Saved data entries
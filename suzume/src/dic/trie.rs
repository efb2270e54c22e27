/*
 * Copyright (c) 2024 Libraz Team
 *
 * Licensed under the Apache License, Version 2.0 (the "License");
 * you may not use this file except in compliance with the License.
 * You may obtain a copy of the License at
 *
 *     http://www.apache.org/licenses/LICENSE-2.0
 *
 * Unless required by applicable law or agreed to in writing, software
 * distributed under the License is distributed on an "AS IS" BASIS,
 * WITHOUT WARRANTIES OR CONDITIONS OF ANY KIND, either express or implied.
 * See the License for the specific language governing permissions and
 * limitations under the License.
 */

//! Double-array trie with XOR addressing.
//!
//! Each cell is a node. Transition from node `n` on byte `b` targets
//! `base(n) ^ b` and is valid iff `check[target] == n`. A NUL (0) child
//! holds the payload with the high bit of `base_or_value` set. Cell 0 is
//! the root and is never a child; empty cells are all-zero.

use crate::error::{SuzumeError, SuzumeResult};

const INITIAL_SIZE: usize = 8192;
const BLOCK_SIZE: usize = 256;
const MAX_SIZE: usize = 1 << 24;

const LEAF_BIT: u32 = 0x8000_0000;
const VALUE_MASK: u32 = 0x7FFF_FFFF;

const SERIAL_MAGIC: &[u8; 4] = b"DA02";

/// One unit of the double array: `base` for internal cells, payload value
/// (high bit set) for leaf cells
#[derive(Clone, Copy, Debug, Default, Eq, PartialEq)]
struct Unit {
    base_or_value: u32,
    check: u32,
}

impl Unit {
    #[inline]
    fn is_leaf(&self) -> bool {
        self.base_or_value & LEAF_BIT != 0
    }

    #[inline]
    fn base(&self) -> usize {
        (self.base_or_value & VALUE_MASK) as usize
    }

    #[inline]
    fn value(&self) -> u32 {
        self.base_or_value & VALUE_MASK
    }

    #[inline]
    fn is_empty(&self) -> bool {
        self.base_or_value == 0 && self.check == 0
    }
}

/// One hit of a common prefix search
#[derive(Clone, Copy, Debug, Eq, PartialEq)]
pub struct PrefixMatch {
    pub value: u32,
    /// Match length in bytes from the search start
    pub byte_len: usize,
}

/// Double-array trie
#[derive(Default, Debug)]
pub struct DoubleArray {
    units: Vec<Unit>,
}

struct BuildState {
    units: Vec<Unit>,
    used: Vec<bool>,
    next_check_pos: usize,
}

impl BuildState {
    fn resize(&mut self, new_size: usize) {
        self.units.resize(new_size, Unit::default());
        self.used.resize(new_size, false);
    }

    /// Search for a base such that every child slot `base ^ c` is free.
    /// The scan is bounded by the current length extended by one block.
    fn find_base(&mut self, children: &[u8]) -> usize {
        let first_child = children[0] as usize;
        let start = self.next_check_pos.max(first_child);
        for base in start..self.units.len() + BLOCK_SIZE {
            let ok = children.iter().all(|&c| {
                let pos = base ^ c as usize;
                pos >= self.used.len() || !self.used[pos]
            });
            if ok {
                return base;
            }
        }
        self.units.len()
    }
}

impl DoubleArray {
    /// Build from keys sorted lexicographically, strictly ascending, with a
    /// payload value per key. Values must fit in 31 bits.
    pub fn build(keys: &[&[u8]], values: &[u32]) -> SuzumeResult<DoubleArray> {
        if keys.len() != values.len() {
            return Err(SuzumeError::InternalError(
                "trie build: key/value length mismatch".to_string(),
            ));
        }
        if keys.is_empty() {
            return Ok(DoubleArray::default());
        }
        for w in keys.windows(2) {
            if w[1] <= w[0] {
                return Err(SuzumeError::InternalError(
                    "trie build: keys must be sorted and unique".to_string(),
                ));
            }
        }
        if let Some(&v) = values.iter().find(|&&v| v > VALUE_MASK) {
            return Err(SuzumeError::InternalError(format!(
                "trie build: value {} exceeds 31 bits",
                v
            )));
        }

        let mut state = BuildState {
            units: vec![Unit::default(); INITIAL_SIZE],
            used: vec![false; INITIAL_SIZE],
            next_check_pos: 0,
        };
        state.used[0] = true;

        build_node(&mut state, keys, values, 0, keys.len(), 0, 0)?;

        // shrink to the last used cell
        let last = state
            .units
            .iter()
            .rposition(|u| !u.is_empty())
            .map(|i| i + 1)
            .unwrap_or(0);
        state.units.truncate(last);

        Ok(DoubleArray { units: state.units })
    }

    pub fn is_empty(&self) -> bool {
        self.units.is_empty()
    }

    /// Number of units
    pub fn len(&self) -> usize {
        self.units.len()
    }

    /// Value of the exact key, if present
    pub fn exact_match(&self, key: &[u8]) -> Option<u32> {
        if self.units.is_empty() {
            return None;
        }
        let mut node = 0usize;
        for &b in key {
            node = self.transition(node, b)?;
        }
        let leaf = self.units[node].base() ^ 0;
        if leaf < self.units.len() && self.units[leaf].check as usize == node {
            let unit = self.units[leaf];
            if unit.is_leaf() {
                return Some(unit.value());
            }
        }
        None
    }

    /// Enumerate every key that is a prefix of `text[start..]`, walking
    /// byte-by-byte from the root
    pub fn common_prefix_search(&self, text: &[u8], start: usize) -> Vec<PrefixMatch> {
        let mut results = Vec::new();
        if self.units.is_empty() || start >= text.len() {
            return results;
        }

        let mut node = 0usize;
        for i in start..=text.len() {
            // NUL child first: emit a hit for the prefix consumed so far
            let leaf = self.units[node].base() ^ 0;
            if leaf < self.units.len() && self.units[leaf].check as usize == node {
                let unit = self.units[leaf];
                if unit.is_leaf() && i > start {
                    results.push(PrefixMatch {
                        value: unit.value(),
                        byte_len: i - start,
                    });
                }
            }
            if i >= text.len() {
                break;
            }
            match self.transition(node, text[i]) {
                Some(next) => node = next,
                None => break,
            }
        }
        results
    }

    #[inline]
    fn transition(&self, node: usize, byte: u8) -> Option<usize> {
        let child = self.units[node].base() ^ byte as usize;
        if child >= self.units.len() {
            return None;
        }
        let unit = self.units[child];
        // the check test alone cannot reject empty cells under the root
        if unit.check as usize != node || unit.is_empty() {
            return None;
        }
        Some(child)
    }

    /// Serialize as `DA02` + unit count + unit array
    pub fn serialize(&self) -> Vec<u8> {
        let mut data = Vec::with_capacity(8 + self.units.len() * 8);
        data.extend_from_slice(SERIAL_MAGIC);
        data.extend_from_slice(&(self.units.len() as u32).to_le_bytes());
        for unit in &self.units {
            data.extend_from_slice(&unit.base_or_value.to_le_bytes());
            data.extend_from_slice(&unit.check.to_le_bytes());
        }
        data
    }

    pub fn deserialize(data: &[u8]) -> SuzumeResult<DoubleArray> {
        if data.len() < 8 || &data[0..4] != SERIAL_MAGIC {
            return Err(SuzumeError::InvalidInput(
                "invalid trie image".to_string(),
            ));
        }
        let count = u32::from_le_bytes([data[4], data[5], data[6], data[7]]) as usize;
        let expected = 8 + count * 8;
        if data.len() < expected {
            return Err(SuzumeError::InvalidInput(
                "truncated trie image".to_string(),
            ));
        }
        let mut units = Vec::with_capacity(count);
        for i in 0..count {
            let off = 8 + i * 8;
            units.push(Unit {
                base_or_value: u32::from_le_bytes([
                    data[off],
                    data[off + 1],
                    data[off + 2],
                    data[off + 3],
                ]),
                check: u32::from_le_bytes([
                    data[off + 4],
                    data[off + 5],
                    data[off + 6],
                    data[off + 7],
                ]),
            });
        }
        Ok(DoubleArray { units })
    }
}

/// Place the children of one node and recurse per distinct next byte.
/// `begin..end` is the key range passing through this node at `depth`.
fn build_node(
    state: &mut BuildState,
    keys: &[&[u8]],
    values: &[u32],
    begin: usize,
    end: usize,
    depth: usize,
    parent: usize,
) -> SuzumeResult<()> {
    if begin >= end {
        return Ok(());
    }

    // keys terminating here become the NUL child
    let mut leaf_end = begin;
    while leaf_end < end && keys[leaf_end].len() == depth {
        leaf_end += 1;
    }

    let mut children: Vec<u8> = Vec::new();
    if leaf_end > begin {
        children.push(0);
    }
    let mut prev = None;
    for key in &keys[leaf_end..end] {
        let b = key[depth];
        if prev != Some(b) {
            children.push(b);
            prev = Some(b);
        }
    }
    if children.is_empty() {
        return Ok(());
    }

    let base = state.find_base(&children);
    let max_pos = children.iter().map(|&c| base ^ c as usize).max().unwrap();
    if max_pos >= MAX_SIZE {
        return Err(SuzumeError::InternalError(
            "trie build: array size limit exceeded".to_string(),
        ));
    }
    if max_pos >= state.units.len() {
        let grown = (max_pos + BLOCK_SIZE).max(state.units.len() * 2);
        state.resize(grown.min(MAX_SIZE));
    }

    state.units[parent].base_or_value = base as u32 & VALUE_MASK;

    // claim every child cell before recursing, so sibling subtrees cannot
    // steal them via find_base
    for &c in &children {
        let pos = base ^ c as usize;
        state.units[pos].check = parent as u32;
        state.used[pos] = true;
    }

    if base >= state.next_check_pos {
        state.next_check_pos = base + 1;
    }

    if leaf_end > begin {
        let pos = base ^ 0;
        state.units[pos].base_or_value = values[begin] | LEAF_BIT;
    }

    let mut range_begin = leaf_end;
    for &c in children.iter().skip(if leaf_end > begin { 1 } else { 0 }) {
        let mut range_end = range_begin;
        while range_end < end && keys[range_end][depth] == c {
            range_end += 1;
        }
        build_node(state, keys, values, range_begin, range_end, depth + 1, base ^ c as usize)?;
        range_begin = range_end;
    }

    Ok(())
}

= What needs to be done =
Copy out, word for word, the part of the entries above that begins at the line with "self.used.resize(new_size, false);" and ends at the line with "let start = self.next_check_pos.max(first_child);", including both.

= Solution to this task =
        self.used.resize(new_size, false);
    }

    /// Search for a base such that every child slot `base ^ c` is free.
    /// The scan is bounded by the current length extended by one block.
    fn find_base(&mut self, children: &[u8]) -> usize {
        let first_child = children[0] as usize;
        let start = self.next_check_pos.max(first_child);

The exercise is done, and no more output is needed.